All to say, if you believe that target return range, then Mahalo.com would have to grow to $500M to $1B in an exit to make the VCs happy. Is that possible? You tell me. I’m no clairvoyant.
What does that translate in market share? If you believe MSFT’s VP of Emerging Businesses Don Dodge, who published a great post saying that 1% market share in search = $1B in market cap, then Mahalo.com needs to grow 25 to 50x to hit that.
Will it? I don’t know. 25 to 50x might not seem like much, but Google, Yahoo!, MSN.com, Ask.com and AOL.com command over 99% market share, so Mahalo.com would have to grow to be as large as all of the other players combined… which is not obvious. But give him credit for trying in a cut-throat and competitive space like search.
One thing however is obvious: with the valuation that Jason managed to snag, the pressure is on. I think Jason can make it happen, despite what some will say (note the shock that he is growing traffic), he has the drive and smarts to pull any reasonably sane project off.
Read Write Web’s Marshall Kirkpatrick mentions that Mahalo gets a lot of searches off search engines. Not all such traffic is created equally, however. Take for example how I landed on Mahalo tonight: I read about former Jakob Lodwick’s latest venture, Normatist, on Valleywag.
Then, to learn more, I searched for it in Google.
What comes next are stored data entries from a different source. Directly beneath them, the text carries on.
impl Constraint {
    /// Evaluate with `has_tag` deciding each tag
    pub fn eval(&self, has_tag: &dyn Fn(&str) -> bool) -> bool {
        match self {
            Constraint::Tag(tag) => has_tag(tag),
            Constraint::Not(inner) => !inner.eval(has_tag),
            Constraint::And(a, b) => a.eval(has_tag) && b.eval(has_tag),
            Constraint::Or(a, b) => a.eval(has_tag) || b.eval(has_tag),
        }
    }

    /// Parse a `//go:build` expression
    pub fn parse(expr: &str) -> Result<Self, String> {
        let tokens = lex_constraint(expr)?;
        let mut parser = ConstraintParser { tokens, pos: 0 };
        let constraint = parser.or()?;
        match parser.tokens.get(parser.pos) {
            None => Ok(constraint),
            Some(token) => Err(format!("unexpected {} in build constraint", token)),
        }
    }

    /// Parse the lines of a legacy `// +build` constraint
    ///
    /// Lines are ANDed, space-separated options ORed, comma-separated
    /// terms ANDed.
    pub fn parse_plus_build<'a>(lines: impl IntoIterator<Item = &'a str>) -> Result<Self, String> {
        let mut result: Option<Constraint> = None;
        for line in lines {
            let mut line_expr: Option<Constraint> = None;
            for option in line.split_whitespace() {
                let mut option_expr: Option<Constraint> = None;
                for term in option.split(',') {
                    let (negated, tag) = match term.strip_prefix('!') {
                        Some(tag) => (true, tag),
                        None => (false, term),
                    };
                    if tag.is_empty() || !tag.chars().all(is_tag_char) {
                        return Err(format!("invalid +build term {:?}", term));
                    }
                    let mut expr = Constraint::Tag(tag.to_string());
                    if negated {
                        expr = Constraint::Not(Box::new(expr));
                    }
                    option_expr = Some(and(option_expr, expr));
                }
                if let Some(option_expr) = option_expr {
                    line_expr = Some(match line_expr {
                        Some(prev) => Constraint::Or(Box::new(prev), Box::new(option_expr)),
                        None => option_expr,
                    });
                }
            }
            if let Some(line_expr) = line_expr {
                result = Some(and(result, line_expr));
            }
        }
        result.ok_or_else(|| "empty +build constraint".to_string())
    }
}

fn and(prev: Option<Constraint>, next: Constraint) -> Constraint {
    match prev {
        Some(prev) => Constraint::And(Box::new(prev), Box::new(next)),
        None => next,
    }
}

fn is_tag_char(c: char) -> bool {
    c.is_alphanumeric() || c == '_' || c == '.'
}

fn lex_constraint(expr: &str) -> Result<Vec<String>, String> {
    let mut tokens = Vec::new();
    let mut chars = expr.chars().peekable();
    while let Some(&c) = chars.peek() {
        match c {
            c if c.is_whitespace() => {
                chars.next();
            }
            '(' | ')' | '!' => {
                chars.next();
                tokens.push(c.to_string());
            }
            '&' | '|' => {
                chars.next();
                if chars.next() != Some(c) {
                    return Err(format!("invalid operator {:?} in build constraint", c));
                }
                tokens.push(format!("{}{}", c, c));
            }
            c if is_tag_char(c) => {
                let mut tag = String::new();
                while let Some(&c) = chars.peek().filter(|c| is_tag_char(**c)) {
                    tag.push(c);
                    chars.next();
                }
                tokens.push(tag);
            }
            other => return Err(format!("invalid character {:?} in build constraint", other)),
        }
    }
    Ok(tokens)
}

struct ConstraintParser {
    tokens: Vec<String>,
    pos: usize,
}

impl ConstraintParser {
    fn peek(&self) -> Option<&str> {
        self.tokens.get(self.pos).map(String::as_str)
    }

    fn or(&mut self) -> Result<Constraint, String> {
        let mut left = self.and()?;
        while self.peek() == Some("||") {
            self.pos += 1;
            left = Constraint::Or(Box::new(left), Box::new(self.and()?));
        }
        Ok(left)
    }

    fn and(&mut self) -> Result<Constraint, String> {
        let mut left = self.not()?;
        while self.peek() == Some("&&") {
            self.pos += 1;
            left = Constraint::And(Box::new(left), Box::new(self.not()?));
        }
        Ok(left)
    }

    fn not(&mut self) -> Result<Constraint, String> {
        if self.peek() == Some("!") {
            self.pos += 1;
            return Ok(Constraint::Not(Box::new(self.not()?)));
        }
        self.atom()
    }

    fn atom(&mut self) -> Result<Constraint, String> {
        let token = self
            .peek()
            .ok_or_else(|| "unexpected end of build constraint".to_string())?
            .to_string();
        self.pos += 1;
        match token.as_str() {
            "(" => {
                let inner = self.or()?;
                if self.peek() != Some(")") {
                    return Err("missing ) in build constraint".to_string());
                }
                self.pos += 1;
                Ok(inner)
            }
            ")" | "&&" | "||" => Err(format!("unexpected {} in build constraint", token)),
            _ => Ok(Constraint::Tag(token)),
        }
    }
}
//! Go environment discovery
//!
//! Each setting comes from the process environment first, then from
//! `go env`, then from a built-in default. `go` is only executed when the
//! environment leaves something undecided.

use std::collections::HashMap;
use std::path::PathBuf;

use directories::BaseDirs;

use crate::error::{hints, GoPkgViewError};
use crate::utils::tools::{require_tool, run_captured};

/// Operating systems known to the Go toolchain
pub const KNOWN_OS: &[&str] = &[
    "aix", "android", "darwin", "dragonfly", "freebsd", "hurd", "illumos", "ios", "js", "linux",
    "nacl", "netbsd", "openbsd", "plan9", "solaris", "wasip1", "windows", "zos",
];

/// Architectures known to the Go toolchain
pub const KNOWN_ARCH: &[&str] = &[
    "386", "amd64", "amd64p32", "arm", "armbe", "arm64", "arm64be", "loong64", "mips", "mipsle",
    "mips64", "mips64le", "mips64p32", "mips64p32le", "ppc", "ppc64", "ppc64le", "riscv",
    "riscv64", "s390", "s390x", "sparc", "sparc64", "wasm",
];

/// Operating systems satisfying the `unix` build tag
const UNIX_OS: &[&str] = &[
    "aix", "android", "darwin", "dragonfly", "freebsd", "hurd", "illumos", "ios", "linux",
    "netbsd", "openbsd", "solaris",
];

/// Settings of the Go installation packages are resolved against
#[derive(Debug, Clone, PartialEq, Eq)]
pub struct GoEnv {
    /// Root of the Go distribution; std sources live in `GOROOT/src`
    pub goroot: PathBuf,
    /// Module download cache
    pub gomodcache: PathBuf,
    /// Target operating system for build constraints
    pub goos: String,
    /// Target architecture for build constraints
    pub goarch: String,
}

impl GoEnv {
    /// Detect settings from the process environment and the `go` tool
    pub fn detect() -> Result<Self, GoPkgViewError> {
        Self::detect_with(|key| std::env::var(key).ok())
    }

    /// Detect settings reading variables through `lookup`
    pub fn detect_with<F>(lookup: F) -> Result<Self, GoPkgViewError>
    where
        F: Fn(&str) -> Option<String>,
    {
        let lookup = |key: &str| lookup(key).filter(|v| !v.trim().is_empty());
        let mut go_env: Option<HashMap<String, String>> = None;
        let mut from_go = |key: &str| -> Result<Option<String>, GoPkgViewError> {
            if go_env.is_none() {
                go_env = Some(query_go_env()?);
            }
            Ok(go_env
                .as_ref()
                .and_then(|vars| vars.get(key))
                .filter(|v| !v.is_empty())
                .cloned())
        };

        let goroot = match lookup("GOROOT") {
            Some(goroot) => goroot,
            None => from_go("GOROOT")?.ok_or_else(|| {
                GoPkgViewError::missing_tool("go", "locating GOROOT", hints::go_toolchain())
            })?,
        };

        let gomodcache = match lookup("GOMODCACHE") {
            Some(cache) => PathBuf::from(cache),
            None => match lookup("GOPATH").and_then(|gopath| first_path(&gopath)) {
                Some(gopath) => gopath.join("pkg").join("mod"),
                None => match from_go("GOMODCACHE").ok().flatten() {
                    Some(cache) => PathBuf::from(cache),
                    None => default_gopath().join("pkg").join("mod"),
                },
            },
        };

        let goos = match lookup("GOOS") {
            Some(goos) => goos,
            None => from_go("GOOS")
                .ok()
                .flatten()
                .unwrap_or_else(|| host_os().to_string()),
        };

        let goarch = match lookup("GOARCH") {
            Some(goarch) => goarch,
            None => from_go("GOARCH")
                .ok()
                .flatten()
                .unwrap_or_else(|| host_arch().to_string()),
        };

        Ok(Self {
            goroot: PathBuf::from(goroot),
            gomodcache,
            goos,
            goarch,
        })
    }

    /// Directory holding the standard library sources
    pub fn std_src(&self) -> PathBuf {
        self.goroot.join("src")
    }

    /// Whether the target OS satisfies the `unix` build tag
    pub fn is_unix(&self) -> bool {
        UNIX_OS.contains(&self.goos.as_str())
    }
}

/// Ask the `go` tool for its settings
fn query_go_env() -> Result<HashMap<String, String>, GoPkgViewError> {
    let go = require_tool("go", "locating GOROOT")?;
    let output = run_captured(&go.path, &["env", "-json", "GOROOT", "GOMODCACHE", "GOOS", "GOARCH"])
        .map_err(|e| GoPkgViewError::Config {
            message: "go env failed".to_string(),
            source: Some(e),
            hint: Some(hints::go_toolchain().to_string()),
        })?;

    serde_json::from_str(&output).map_err(|e| GoPkgViewError::Config {
        message: "unexpected output from go env -json".to_string(),
        source: Some(e.into()),
        hint: None,
    })
}

fn first_path(list: &str) -> Option<PathBuf> {
    std::env::split_paths(list).find(|p| !p.as_os_str().is_empty())
}

fn default_gopath() -> PathBuf {
    BaseDirs::new()
        .map(|dirs| dirs.home_dir().join("go"))
        .unwrap_or_else(|| PathBuf::from("go"))
}

/// GOOS of the machine gopkgview runs on
pub fn host_os() -> &'static str {
    match std::env::consts::OS {
        "macos" => "darwin",
        other => other,
    }
}

/// GOARCH of the machine gopkgview runs on
pub fn host_arch() -> &'static str {
    match std::env::consts::ARCH {
        "x86" => "386",
        "x86_64" => "amd64",
        "aarch64" => "arm64",
        "powerpc" => "ppc",
        "powerpc64" => "ppc64",
        "loongarch64" => "loong64",
        "sparc64" => "sparc64",
        other => other,
    }
}
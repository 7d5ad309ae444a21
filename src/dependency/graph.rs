//! Package graph produced by a build
//!
//! A [`Graph`] is only ever handed out once every resolution task finished,
//! so it is read-only and can be serialized without further synchronization.

use std::collections::{HashMap, HashSet};
use std::fmt;
use std::fmt::Write as _;
use std::str::FromStr;

use serde::{Deserialize, Serialize};

use super::resolver::ResolutionError;

/// Classification of a package
#[derive(Debug, Clone, Copy, PartialEq, Eq, Hash, Serialize, Deserialize)]
pub enum PackageType {
    /// Part of the Go distribution
    #[serde(rename = "std")]
    StdLib,
    /// Declared in go.mod, or a package underneath a declared module
    #[serde(rename = "ext")]
    ExtLib,
    /// Belongs to the module being analyzed
    #[serde(rename = "loc")]
    Local,
    /// Could not be resolved
    #[serde(rename = "err")]
    Err,
}

impl PackageType {
    pub const ALL: [PackageType; 4] = [
        PackageType::Local,
        PackageType::StdLib,
        PackageType::ExtLib,
        PackageType::Err,
    ];

    /// Short tag used in JSON and on the command line
    pub fn as_str(&self) -> &'static str {
        match self {
            PackageType::StdLib => "std",
            PackageType::ExtLib => "ext",
            PackageType::Local => "loc",
            PackageType::Err => "err",
        }
    }

    /// Graphviz fill color
    fn color(&self) -> &'static str {
        match self {
            PackageType::StdLib => "lightgrey",
            PackageType::ExtLib => "lightblue",
            PackageType::Local => "lightgreen",
            PackageType::Err => "salmon",
        }
    }
}

impl FromStr for PackageType {
    type Err = String;

    fn from_str(s: &str) -> Result<Self, String> {
        PackageType::ALL
            .into_iter()
            .find(|t| t.as_str() == s)
            .ok_or_else(|| format!("unknown package type {:?} (expected std, ext, loc or err)", s))
    }
}

impl fmt::Display for PackageType {
    fn fmt(&self, f: &mut fmt::Formatter<'_>) -> fmt::Result {
        f.write_str(self.as_str())
    }
}

/// A package in the graph
#[derive(Debug, Clone, PartialEq, Eq, Serialize)]
#[serde(rename_all = "PascalCase")]
pub struct Node {
    pub import_path: String,
    pub name: String,
    #[serde(rename = "PkgType")]
    pub pkg_type: PackageType,
}

/// `from` imports `to`
#[derive(Debug, Clone, PartialEq, Eq, Hash, Serialize)]
#[serde(rename_all = "PascalCase")]
pub struct Edge {
    pub from: String,
    pub to: String,
}

/// Finished package graph
///
/// Nodes and edges keep the order in which they were discovered. The edge
/// list is the source of truth for topology: an edge may point at a path
/// that has no node, e.g. when the target was hidden from the output.
#[derive(Debug, Clone, Default, Serialize)]
pub struct Graph {
    nodes: Vec<Node>,
    edges: Vec<Edge>,
    #[serde(skip)]
    failures: Vec<ResolutionError>,
}

impl Graph {
    pub(crate) fn from_parts(
        nodes: Vec<Node>,
        edges: Vec<Edge>,
        failures: Vec<ResolutionError>,
    ) -> Self {
        Self {
            nodes,
            edges,
            failures,
        }
    }

    /// All nodes in discovery order
    pub fn nodes(&self) -> &[Node] {
        &self.nodes
    }

    /// All edges in discovery order
    pub fn edges(&self) -> &[Edge] {
        &self.edges
    }

    /// Resolution failures behind the `err` nodes
    pub fn failures(&self) -> &[ResolutionError] {
        &self.failures
    }

    /// Look up a node by import path
    pub fn node(&self, import_path: &str) -> Option<&Node> {
        self.nodes.iter().find(|n| n.import_path == import_path)
    }

    /// Copy of the graph without nodes of the given types
    ///
    /// Edges pointing at a hidden package are dropped together with it.
    pub fn without(&self, hidden: &[PackageType]) -> Graph {
        if hidden.is_empty() {
            return self.clone();
        }

        let removed: HashSet<&str> = self
            .nodes
            .iter()
            .filter(|n| hidden.contains(&n.pkg_type))
            .map(|n| n.import_path.as_str())
            .collect();

        Graph {
            nodes: self
                .nodes
                .iter()
                .filter(|n| !removed.contains(n.import_path.as_str()))
                .cloned()
                .collect(),
            edges: self
                .edges
                .iter()
                .filter(|e| {
                    !removed.contains(e.from.as_str()) && !removed.contains(e.to.as_str())
                })
                .cloned()
                .collect(),
            failures: if hidden.contains(&PackageType::Err) {
                Vec::new()
            } else {
                self.failures.clone()
            },
        }
    }

    /// Node and edge counts
    pub fn stats(&self) -> GraphStats {
        let mut by_type: HashMap<PackageType, usize> = HashMap::new();
        for node in &self.nodes {
            *by_type.entry(node.pkg_type).or_insert(0) += 1;
        }

        let count = |t: PackageType| by_type.get(&t).copied().unwrap_or(0);
        GraphStats {
            local: count(PackageType::Local),
            std_lib: count(PackageType::StdLib),
            ext_lib: count(PackageType::ExtLib),
            failed: count(PackageType::Err),
            edges: self.edges.len(),
        }
    }

    /// Render as a Graphviz digraph
    pub fn to_dot(&self) -> String {
        let mut out = String::new();
        out.push_str("digraph packages {\n");
        out.push_str("    rankdir=LR;\n");
        out.push_str("    node [shape=box, style=filled, fontname=\"Helvetica\"];\n");
        out.push('\n');

        for node in &self.nodes {
            let _ = writeln!(
                out,
                "    \"{}\" [label=\"{}\\n{}\", fillcolor={}];",
                escape_dot(&node.import_path),
                escape_dot(&node.name),
                escape_dot(&node.import_path),
                node.pkg_type.color()
            );
        }

        out.push('\n');
        for edge in &self.edges {
            let _ = writeln!(
                out,
                "    \"{}\" -> \"{}\";",
                escape_dot(&edge.from),
                escape_dot(&edge.to)
            );
        }

        out.push_str("}\n");
        out
    }
}

fn escape_dot(s: &str) -> String {
    s.replace('\\', "\\\\").replace('"', "\\\"")
}

/// Statistics about a package graph
#[derive(Debug, Clone, Copy, PartialEq, Eq)]
pub struct GraphStats {
    /// Packages of the analyzed module
    pub local: usize,

    /// Standard library packages
    pub std_lib: usize,

    /// Packages of declared requirements
    pub ext_lib: usize,

    /// Identifiers that failed to resolve
    pub failed: usize,

    /// Number of import edges
    pub edges: usize,
}

impl GraphStats {
    pub fn total(&self) -> usize {
        self.local + self.std_lib + self.ext_lib + self.failed
    }
}
//! Utility modules

pub mod paths;
pub mod terminal;
pub mod tools;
The first result? Normatist.com itself.
Second result? Valleywag.
Third result? Mahalo. But the result was less than impressive… and created by Jason himself. I am actually commending his entrepreneurial ways, but the page was a placeholder for Normatist with no actual content (mind you, it shows how Calacanis recognizes an opportunity… which is more important frankly than the idea itself).
Technically, I registered as a visitor from Google… but the question is: will I go back?
Not sure. In fact, Jason proves his point: human-powered search can create pages quickly… but the really impressive thing is that Google - a computer-powered search engine - indexed all of those three pages even though they were created within the past 24 hours. I alluded to this before.
Search is really competitive and ultimately, it is Google’s universe. Not to take anything away from Jason and the team he’s built at Mahalo, but the biggest thing Jason has got going for himself is the A-list cadre of investors (including Sequoia) who will find a way to make the exit worthwhile.
Disclaimer: Mojo Supreme owns MetaMojo.com, a domain-specific vertical search engine and video meta search engine. I am sure, and hope, that some of WatchMojo.com’s great videos appear in the Mahalo 7.